START Dataset records

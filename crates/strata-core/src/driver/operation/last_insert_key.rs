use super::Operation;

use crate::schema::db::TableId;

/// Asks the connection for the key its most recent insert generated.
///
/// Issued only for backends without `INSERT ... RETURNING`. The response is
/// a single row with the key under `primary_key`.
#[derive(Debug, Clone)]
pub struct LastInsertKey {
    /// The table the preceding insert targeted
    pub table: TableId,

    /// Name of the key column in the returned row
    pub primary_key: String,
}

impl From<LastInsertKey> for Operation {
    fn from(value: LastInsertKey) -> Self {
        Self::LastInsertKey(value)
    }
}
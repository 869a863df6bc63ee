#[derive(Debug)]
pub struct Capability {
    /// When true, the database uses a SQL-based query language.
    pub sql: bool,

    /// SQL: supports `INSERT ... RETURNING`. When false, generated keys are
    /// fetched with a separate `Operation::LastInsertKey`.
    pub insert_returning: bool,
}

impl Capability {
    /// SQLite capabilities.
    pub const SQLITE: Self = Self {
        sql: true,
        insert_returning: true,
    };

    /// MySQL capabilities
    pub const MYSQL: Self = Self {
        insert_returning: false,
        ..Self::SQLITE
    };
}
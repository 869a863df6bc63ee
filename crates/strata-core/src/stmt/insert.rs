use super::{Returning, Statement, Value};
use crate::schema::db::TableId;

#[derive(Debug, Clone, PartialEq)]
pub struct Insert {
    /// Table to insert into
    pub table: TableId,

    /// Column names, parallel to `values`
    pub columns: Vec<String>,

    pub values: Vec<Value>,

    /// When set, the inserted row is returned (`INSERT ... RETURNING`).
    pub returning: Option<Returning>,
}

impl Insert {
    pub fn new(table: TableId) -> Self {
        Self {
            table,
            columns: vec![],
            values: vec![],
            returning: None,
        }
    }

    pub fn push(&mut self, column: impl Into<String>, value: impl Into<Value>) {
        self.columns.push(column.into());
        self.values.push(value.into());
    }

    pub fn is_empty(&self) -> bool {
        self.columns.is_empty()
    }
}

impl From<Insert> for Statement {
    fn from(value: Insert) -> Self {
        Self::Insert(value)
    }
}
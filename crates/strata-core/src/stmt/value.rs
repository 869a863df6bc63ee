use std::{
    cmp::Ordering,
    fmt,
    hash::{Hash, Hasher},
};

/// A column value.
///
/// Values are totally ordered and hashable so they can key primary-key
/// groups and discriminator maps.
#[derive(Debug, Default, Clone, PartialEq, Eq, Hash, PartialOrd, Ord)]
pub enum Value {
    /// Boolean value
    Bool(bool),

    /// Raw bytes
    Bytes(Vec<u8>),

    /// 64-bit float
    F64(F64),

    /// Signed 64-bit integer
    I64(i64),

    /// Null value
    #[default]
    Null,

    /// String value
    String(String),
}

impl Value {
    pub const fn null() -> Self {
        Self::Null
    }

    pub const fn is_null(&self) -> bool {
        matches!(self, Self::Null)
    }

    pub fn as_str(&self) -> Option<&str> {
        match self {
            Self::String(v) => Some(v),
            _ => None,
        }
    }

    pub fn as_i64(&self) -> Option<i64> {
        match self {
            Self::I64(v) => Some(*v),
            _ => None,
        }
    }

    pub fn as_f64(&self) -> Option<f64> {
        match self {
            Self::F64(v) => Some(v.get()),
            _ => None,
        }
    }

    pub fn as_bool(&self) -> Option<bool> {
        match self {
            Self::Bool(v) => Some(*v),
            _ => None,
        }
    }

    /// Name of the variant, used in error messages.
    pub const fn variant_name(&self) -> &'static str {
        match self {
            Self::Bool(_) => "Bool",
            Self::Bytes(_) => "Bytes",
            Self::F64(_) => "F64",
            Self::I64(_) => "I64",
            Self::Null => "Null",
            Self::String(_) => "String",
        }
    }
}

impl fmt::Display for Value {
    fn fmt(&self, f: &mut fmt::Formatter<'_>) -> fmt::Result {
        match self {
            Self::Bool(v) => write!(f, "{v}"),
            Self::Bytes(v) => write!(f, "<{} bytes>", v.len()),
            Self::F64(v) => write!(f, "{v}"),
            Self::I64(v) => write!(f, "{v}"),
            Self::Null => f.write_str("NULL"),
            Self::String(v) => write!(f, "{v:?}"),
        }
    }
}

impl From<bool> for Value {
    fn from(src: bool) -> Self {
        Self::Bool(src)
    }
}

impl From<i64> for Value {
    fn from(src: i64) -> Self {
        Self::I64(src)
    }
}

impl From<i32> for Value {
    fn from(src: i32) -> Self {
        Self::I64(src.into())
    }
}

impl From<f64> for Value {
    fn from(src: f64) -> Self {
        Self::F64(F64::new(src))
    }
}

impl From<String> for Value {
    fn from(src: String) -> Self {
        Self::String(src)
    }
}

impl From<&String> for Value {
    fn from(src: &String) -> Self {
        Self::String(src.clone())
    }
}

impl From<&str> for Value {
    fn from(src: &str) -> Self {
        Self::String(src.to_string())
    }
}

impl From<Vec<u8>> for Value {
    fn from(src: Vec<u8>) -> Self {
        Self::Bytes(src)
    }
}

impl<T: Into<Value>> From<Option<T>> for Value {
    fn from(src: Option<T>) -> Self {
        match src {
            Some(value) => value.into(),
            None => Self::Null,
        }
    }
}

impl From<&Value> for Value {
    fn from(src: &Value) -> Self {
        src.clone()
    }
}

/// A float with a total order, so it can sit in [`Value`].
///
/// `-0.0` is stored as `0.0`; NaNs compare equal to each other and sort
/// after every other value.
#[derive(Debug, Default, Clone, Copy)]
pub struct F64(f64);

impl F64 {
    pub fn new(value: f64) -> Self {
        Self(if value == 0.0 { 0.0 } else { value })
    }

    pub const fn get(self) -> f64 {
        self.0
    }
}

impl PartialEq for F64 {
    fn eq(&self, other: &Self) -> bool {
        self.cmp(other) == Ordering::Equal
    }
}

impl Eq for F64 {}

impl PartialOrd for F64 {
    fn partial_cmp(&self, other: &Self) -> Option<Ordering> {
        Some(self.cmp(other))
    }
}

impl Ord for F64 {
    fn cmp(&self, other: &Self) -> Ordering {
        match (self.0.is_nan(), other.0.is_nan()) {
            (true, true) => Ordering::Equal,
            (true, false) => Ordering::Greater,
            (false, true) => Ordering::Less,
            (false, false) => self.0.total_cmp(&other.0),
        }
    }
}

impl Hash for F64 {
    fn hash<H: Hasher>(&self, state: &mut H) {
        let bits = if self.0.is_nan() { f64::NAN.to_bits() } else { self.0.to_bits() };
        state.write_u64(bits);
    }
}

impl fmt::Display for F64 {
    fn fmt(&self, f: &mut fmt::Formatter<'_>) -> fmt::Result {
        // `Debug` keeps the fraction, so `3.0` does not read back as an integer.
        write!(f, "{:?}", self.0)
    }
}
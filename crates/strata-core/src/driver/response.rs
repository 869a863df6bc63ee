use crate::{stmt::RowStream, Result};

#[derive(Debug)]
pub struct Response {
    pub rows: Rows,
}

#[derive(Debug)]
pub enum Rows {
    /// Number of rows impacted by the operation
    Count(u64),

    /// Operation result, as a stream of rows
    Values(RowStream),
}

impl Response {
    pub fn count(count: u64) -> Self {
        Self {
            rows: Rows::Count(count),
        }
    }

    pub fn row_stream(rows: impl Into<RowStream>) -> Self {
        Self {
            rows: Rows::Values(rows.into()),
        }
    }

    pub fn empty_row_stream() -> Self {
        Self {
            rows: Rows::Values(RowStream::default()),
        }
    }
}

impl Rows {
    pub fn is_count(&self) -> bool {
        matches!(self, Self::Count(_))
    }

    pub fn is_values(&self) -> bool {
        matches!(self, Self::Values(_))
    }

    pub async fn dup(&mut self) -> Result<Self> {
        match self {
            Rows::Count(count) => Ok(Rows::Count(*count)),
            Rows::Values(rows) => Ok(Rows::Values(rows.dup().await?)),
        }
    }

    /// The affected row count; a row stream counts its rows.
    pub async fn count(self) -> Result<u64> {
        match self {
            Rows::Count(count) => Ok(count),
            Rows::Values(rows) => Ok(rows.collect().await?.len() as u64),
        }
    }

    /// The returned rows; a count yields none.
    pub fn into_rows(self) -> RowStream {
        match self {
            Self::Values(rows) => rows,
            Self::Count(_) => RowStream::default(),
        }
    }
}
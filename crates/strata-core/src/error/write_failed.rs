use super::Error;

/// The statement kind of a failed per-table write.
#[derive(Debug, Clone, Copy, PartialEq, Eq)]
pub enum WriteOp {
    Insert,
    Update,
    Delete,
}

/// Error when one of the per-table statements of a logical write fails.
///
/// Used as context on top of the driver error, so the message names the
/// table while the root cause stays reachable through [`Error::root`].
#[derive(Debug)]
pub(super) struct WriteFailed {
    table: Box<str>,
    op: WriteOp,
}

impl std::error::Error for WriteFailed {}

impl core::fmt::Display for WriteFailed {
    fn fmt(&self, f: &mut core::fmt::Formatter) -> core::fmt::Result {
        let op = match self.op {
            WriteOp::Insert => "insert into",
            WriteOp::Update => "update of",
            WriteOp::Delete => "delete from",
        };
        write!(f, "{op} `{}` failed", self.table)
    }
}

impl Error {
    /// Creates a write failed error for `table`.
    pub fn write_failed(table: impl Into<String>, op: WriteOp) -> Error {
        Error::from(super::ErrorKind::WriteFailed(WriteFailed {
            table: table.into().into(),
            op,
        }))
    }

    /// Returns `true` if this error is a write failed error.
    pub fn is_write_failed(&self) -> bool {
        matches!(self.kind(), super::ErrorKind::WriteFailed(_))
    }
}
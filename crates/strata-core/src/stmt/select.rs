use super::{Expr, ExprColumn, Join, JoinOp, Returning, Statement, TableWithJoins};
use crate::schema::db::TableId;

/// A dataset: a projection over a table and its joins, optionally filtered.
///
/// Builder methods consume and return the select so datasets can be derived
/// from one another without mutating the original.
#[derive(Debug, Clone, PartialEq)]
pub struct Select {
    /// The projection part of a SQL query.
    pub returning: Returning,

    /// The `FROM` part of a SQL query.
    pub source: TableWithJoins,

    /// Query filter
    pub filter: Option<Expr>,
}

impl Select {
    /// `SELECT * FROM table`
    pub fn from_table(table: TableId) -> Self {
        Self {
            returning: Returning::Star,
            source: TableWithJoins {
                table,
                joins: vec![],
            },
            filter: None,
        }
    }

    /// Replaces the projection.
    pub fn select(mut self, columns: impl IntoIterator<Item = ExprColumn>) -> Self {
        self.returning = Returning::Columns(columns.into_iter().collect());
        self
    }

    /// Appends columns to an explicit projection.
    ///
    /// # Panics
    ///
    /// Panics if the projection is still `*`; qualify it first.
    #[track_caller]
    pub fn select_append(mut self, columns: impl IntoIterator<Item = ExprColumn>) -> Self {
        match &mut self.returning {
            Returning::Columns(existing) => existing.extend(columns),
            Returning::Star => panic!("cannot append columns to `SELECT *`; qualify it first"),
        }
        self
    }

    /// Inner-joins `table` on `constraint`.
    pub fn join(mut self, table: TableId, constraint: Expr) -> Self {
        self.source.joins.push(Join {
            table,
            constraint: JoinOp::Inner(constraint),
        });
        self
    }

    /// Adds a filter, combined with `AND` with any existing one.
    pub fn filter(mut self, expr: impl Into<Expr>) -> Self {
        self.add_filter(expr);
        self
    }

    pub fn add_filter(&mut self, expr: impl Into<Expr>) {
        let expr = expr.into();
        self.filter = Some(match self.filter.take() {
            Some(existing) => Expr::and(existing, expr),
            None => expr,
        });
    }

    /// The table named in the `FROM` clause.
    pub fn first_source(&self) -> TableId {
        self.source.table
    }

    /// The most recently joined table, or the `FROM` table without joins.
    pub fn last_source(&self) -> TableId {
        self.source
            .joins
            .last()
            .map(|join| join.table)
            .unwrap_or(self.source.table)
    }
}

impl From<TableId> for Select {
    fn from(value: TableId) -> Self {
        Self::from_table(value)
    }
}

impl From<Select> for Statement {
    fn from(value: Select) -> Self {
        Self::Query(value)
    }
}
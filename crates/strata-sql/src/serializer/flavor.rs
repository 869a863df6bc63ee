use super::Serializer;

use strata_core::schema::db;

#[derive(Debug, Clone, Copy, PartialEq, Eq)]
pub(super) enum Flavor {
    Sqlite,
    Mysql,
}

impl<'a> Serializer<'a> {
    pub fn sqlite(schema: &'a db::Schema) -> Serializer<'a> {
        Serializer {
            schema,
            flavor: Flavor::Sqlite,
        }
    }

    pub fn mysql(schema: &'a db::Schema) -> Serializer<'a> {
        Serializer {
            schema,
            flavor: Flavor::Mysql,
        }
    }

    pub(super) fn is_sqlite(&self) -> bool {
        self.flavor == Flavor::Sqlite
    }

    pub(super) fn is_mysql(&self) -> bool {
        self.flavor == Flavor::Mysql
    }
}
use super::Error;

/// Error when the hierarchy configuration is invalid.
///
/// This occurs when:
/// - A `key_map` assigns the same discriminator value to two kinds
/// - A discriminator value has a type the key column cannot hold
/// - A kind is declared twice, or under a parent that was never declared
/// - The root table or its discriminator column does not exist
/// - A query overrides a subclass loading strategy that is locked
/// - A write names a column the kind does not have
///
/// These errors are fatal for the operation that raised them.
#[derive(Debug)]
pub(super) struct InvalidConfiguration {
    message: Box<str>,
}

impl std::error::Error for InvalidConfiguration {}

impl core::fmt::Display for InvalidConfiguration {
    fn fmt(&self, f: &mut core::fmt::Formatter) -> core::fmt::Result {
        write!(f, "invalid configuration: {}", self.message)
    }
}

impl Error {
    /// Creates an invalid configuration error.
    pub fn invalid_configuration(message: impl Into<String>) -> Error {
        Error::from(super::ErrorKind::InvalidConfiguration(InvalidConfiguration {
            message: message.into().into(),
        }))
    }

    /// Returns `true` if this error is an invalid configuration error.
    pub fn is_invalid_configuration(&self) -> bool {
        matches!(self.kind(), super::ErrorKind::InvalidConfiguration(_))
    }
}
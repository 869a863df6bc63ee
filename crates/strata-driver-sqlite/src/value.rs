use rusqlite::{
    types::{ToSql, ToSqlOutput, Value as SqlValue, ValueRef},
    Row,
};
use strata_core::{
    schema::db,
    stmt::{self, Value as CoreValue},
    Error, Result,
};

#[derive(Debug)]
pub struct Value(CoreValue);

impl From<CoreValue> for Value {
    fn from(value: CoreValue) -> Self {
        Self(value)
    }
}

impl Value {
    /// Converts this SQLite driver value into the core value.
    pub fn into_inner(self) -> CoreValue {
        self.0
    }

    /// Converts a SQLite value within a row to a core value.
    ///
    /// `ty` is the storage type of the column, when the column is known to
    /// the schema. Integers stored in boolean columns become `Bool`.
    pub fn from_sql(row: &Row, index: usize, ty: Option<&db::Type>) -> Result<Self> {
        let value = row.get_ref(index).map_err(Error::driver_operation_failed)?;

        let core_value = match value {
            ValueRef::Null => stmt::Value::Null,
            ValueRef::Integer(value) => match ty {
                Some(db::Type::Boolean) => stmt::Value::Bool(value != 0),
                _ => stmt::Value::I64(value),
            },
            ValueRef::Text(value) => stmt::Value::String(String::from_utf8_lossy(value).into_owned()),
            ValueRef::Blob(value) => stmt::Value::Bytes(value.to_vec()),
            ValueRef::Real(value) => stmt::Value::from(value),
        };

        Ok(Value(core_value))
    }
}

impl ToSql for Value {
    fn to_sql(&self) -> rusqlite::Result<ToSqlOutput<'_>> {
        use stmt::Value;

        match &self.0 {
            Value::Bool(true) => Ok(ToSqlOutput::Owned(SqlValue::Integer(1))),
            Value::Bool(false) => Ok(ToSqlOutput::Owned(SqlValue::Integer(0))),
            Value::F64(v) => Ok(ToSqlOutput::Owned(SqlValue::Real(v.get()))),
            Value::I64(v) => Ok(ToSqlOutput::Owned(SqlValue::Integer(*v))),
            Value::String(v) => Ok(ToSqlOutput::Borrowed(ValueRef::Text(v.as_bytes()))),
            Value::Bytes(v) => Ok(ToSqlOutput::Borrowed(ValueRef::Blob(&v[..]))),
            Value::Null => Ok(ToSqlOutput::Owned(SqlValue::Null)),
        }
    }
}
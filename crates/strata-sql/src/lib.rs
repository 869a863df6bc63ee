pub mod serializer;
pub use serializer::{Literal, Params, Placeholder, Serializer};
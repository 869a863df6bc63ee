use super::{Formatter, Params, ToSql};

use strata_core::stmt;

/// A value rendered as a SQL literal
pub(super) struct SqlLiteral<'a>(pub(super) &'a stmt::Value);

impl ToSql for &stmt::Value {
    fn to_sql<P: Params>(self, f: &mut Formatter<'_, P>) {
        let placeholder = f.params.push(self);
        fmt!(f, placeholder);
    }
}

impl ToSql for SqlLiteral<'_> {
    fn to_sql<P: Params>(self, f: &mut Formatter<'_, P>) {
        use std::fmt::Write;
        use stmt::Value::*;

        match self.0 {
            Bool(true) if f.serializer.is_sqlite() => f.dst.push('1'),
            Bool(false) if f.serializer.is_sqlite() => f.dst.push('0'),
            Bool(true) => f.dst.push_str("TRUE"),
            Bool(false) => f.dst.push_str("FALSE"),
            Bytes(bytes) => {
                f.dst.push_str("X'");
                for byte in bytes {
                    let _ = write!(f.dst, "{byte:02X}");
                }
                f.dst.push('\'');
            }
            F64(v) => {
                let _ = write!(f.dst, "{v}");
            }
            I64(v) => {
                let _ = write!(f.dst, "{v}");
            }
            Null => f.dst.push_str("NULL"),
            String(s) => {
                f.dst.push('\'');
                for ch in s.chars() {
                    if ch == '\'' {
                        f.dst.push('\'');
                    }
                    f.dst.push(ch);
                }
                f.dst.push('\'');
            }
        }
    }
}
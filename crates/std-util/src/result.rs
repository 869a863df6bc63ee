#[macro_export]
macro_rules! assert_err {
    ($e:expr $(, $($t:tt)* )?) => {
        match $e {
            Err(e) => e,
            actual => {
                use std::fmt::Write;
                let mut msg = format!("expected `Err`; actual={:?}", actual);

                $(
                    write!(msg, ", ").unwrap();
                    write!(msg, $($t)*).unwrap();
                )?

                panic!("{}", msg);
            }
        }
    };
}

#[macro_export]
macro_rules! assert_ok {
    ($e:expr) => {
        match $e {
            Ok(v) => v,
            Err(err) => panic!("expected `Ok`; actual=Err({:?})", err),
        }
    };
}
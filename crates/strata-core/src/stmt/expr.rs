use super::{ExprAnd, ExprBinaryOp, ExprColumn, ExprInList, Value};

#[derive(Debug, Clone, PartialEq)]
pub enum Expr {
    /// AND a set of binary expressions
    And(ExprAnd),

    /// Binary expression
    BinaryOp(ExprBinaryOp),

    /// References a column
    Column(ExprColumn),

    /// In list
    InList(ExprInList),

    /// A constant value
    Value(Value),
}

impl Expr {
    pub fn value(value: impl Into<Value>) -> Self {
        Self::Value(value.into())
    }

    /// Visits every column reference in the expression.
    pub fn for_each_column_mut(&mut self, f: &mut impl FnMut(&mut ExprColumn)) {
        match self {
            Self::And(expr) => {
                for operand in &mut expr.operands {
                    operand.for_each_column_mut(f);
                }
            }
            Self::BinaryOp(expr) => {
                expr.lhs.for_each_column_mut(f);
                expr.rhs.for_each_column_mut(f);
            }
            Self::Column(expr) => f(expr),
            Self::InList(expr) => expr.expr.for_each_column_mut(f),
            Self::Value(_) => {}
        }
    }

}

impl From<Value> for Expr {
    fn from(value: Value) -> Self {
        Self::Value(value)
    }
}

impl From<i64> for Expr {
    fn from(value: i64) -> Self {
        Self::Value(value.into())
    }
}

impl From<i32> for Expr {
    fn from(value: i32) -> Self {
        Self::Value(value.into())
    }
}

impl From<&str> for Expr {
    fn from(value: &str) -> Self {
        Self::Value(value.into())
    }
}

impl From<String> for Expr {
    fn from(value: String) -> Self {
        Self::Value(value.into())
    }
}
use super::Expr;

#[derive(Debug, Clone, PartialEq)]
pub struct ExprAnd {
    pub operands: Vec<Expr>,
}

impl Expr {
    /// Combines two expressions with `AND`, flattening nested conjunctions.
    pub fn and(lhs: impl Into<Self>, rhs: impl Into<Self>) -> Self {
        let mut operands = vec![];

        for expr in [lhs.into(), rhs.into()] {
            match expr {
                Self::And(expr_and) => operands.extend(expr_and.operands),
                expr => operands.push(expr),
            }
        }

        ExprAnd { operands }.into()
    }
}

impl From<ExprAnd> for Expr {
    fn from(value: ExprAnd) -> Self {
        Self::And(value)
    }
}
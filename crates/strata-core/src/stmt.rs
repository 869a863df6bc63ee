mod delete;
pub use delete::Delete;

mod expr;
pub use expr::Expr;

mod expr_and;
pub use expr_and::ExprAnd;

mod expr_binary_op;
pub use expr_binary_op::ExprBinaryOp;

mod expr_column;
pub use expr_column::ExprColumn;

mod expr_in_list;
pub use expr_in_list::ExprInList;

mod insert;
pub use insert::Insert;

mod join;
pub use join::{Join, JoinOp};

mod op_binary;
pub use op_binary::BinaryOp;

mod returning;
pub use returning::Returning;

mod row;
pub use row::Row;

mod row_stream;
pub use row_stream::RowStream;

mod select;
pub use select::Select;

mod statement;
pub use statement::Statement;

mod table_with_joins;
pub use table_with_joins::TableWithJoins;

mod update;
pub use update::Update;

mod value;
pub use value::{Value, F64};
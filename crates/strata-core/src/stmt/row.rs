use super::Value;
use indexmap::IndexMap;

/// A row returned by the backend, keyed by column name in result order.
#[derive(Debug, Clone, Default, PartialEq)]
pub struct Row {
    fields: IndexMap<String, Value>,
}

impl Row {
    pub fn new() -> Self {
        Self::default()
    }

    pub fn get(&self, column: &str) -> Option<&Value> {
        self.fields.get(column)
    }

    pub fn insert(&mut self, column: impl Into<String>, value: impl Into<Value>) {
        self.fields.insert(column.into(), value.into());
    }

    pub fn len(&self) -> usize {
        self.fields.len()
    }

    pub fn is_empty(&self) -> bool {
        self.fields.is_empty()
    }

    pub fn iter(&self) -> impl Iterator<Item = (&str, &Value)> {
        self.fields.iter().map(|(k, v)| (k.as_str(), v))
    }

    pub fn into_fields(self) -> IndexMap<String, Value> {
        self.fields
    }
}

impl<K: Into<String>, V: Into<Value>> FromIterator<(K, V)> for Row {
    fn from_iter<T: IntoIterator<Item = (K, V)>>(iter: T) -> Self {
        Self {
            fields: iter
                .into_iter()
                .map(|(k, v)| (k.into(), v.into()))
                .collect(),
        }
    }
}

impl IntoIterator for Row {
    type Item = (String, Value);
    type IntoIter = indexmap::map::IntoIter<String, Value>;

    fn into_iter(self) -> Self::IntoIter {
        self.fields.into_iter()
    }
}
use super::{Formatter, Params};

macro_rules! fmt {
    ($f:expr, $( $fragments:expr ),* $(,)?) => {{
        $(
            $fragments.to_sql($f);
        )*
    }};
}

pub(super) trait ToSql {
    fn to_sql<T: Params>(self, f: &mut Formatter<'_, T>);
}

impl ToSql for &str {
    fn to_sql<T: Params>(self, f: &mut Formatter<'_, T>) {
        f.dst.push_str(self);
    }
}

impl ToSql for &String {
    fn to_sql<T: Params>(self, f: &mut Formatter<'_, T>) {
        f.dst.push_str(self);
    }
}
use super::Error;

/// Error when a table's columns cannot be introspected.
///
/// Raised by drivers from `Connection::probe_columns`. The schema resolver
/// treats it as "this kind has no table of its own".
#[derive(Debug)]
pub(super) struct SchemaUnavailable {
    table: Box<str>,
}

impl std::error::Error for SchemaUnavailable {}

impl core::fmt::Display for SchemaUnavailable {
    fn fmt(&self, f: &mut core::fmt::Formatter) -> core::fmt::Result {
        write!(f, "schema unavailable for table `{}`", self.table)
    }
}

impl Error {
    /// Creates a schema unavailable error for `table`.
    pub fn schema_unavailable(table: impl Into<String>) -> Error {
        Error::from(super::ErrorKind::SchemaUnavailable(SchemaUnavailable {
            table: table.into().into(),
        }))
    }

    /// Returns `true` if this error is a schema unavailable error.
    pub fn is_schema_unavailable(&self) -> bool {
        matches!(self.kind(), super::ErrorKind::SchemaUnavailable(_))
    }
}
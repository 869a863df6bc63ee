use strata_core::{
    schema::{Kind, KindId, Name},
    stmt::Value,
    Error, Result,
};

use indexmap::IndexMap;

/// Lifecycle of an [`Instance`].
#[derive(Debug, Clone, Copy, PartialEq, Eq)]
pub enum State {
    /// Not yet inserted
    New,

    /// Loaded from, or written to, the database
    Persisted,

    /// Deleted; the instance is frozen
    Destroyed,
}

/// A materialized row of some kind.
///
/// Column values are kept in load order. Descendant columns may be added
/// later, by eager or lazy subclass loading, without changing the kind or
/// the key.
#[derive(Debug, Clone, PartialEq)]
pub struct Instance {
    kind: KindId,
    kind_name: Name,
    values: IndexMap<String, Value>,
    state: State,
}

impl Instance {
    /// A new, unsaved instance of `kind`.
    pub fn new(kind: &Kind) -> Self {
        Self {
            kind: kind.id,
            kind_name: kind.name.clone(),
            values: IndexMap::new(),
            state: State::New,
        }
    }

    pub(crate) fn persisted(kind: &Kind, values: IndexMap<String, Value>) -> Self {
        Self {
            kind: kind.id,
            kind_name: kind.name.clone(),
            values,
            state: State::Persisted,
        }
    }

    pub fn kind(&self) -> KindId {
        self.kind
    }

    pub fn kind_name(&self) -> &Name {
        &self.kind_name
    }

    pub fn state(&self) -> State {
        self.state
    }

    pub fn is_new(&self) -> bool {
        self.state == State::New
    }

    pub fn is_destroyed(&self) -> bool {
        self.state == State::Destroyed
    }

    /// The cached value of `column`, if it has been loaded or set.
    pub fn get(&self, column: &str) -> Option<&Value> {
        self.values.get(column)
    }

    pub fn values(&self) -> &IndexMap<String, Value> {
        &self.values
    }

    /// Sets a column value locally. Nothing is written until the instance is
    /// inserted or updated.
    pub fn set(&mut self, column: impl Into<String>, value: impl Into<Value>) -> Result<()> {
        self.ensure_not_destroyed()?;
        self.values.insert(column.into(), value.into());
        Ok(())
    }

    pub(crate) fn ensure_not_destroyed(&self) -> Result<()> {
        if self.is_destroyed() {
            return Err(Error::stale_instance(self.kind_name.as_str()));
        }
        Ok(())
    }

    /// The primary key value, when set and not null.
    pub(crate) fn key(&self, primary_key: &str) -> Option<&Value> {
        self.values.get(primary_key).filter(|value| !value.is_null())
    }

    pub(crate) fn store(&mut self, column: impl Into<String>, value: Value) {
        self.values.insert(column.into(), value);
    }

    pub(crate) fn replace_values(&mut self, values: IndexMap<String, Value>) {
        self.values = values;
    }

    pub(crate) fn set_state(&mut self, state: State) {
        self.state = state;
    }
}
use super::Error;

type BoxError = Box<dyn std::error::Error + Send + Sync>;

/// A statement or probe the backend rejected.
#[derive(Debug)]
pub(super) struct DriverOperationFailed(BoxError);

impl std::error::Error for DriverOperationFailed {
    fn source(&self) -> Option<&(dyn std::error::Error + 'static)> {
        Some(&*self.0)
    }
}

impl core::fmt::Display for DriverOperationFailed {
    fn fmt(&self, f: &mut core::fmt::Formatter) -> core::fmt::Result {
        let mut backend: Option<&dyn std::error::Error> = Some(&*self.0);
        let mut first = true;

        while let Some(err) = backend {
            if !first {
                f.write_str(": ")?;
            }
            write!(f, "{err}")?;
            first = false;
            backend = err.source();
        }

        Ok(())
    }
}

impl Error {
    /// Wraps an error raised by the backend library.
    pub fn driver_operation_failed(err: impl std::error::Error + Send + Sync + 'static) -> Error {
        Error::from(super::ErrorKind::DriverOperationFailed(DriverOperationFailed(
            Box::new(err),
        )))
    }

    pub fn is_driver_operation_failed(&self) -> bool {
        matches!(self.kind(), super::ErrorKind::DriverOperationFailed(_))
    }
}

END Dataset records

**What to produce:** Each line in the data that holds the string "WriteFailed" needs to be copied.

**Task response:**
pub(super) struct WriteFailed {
impl std::error::Error for WriteFailed {}
impl core::fmt::Display for WriteFailed {
        Error::from(super::ErrorKind::WriteFailed(WriteFailed {
        matches!(self.kind(), super::ErrorKind::WriteFailed(_))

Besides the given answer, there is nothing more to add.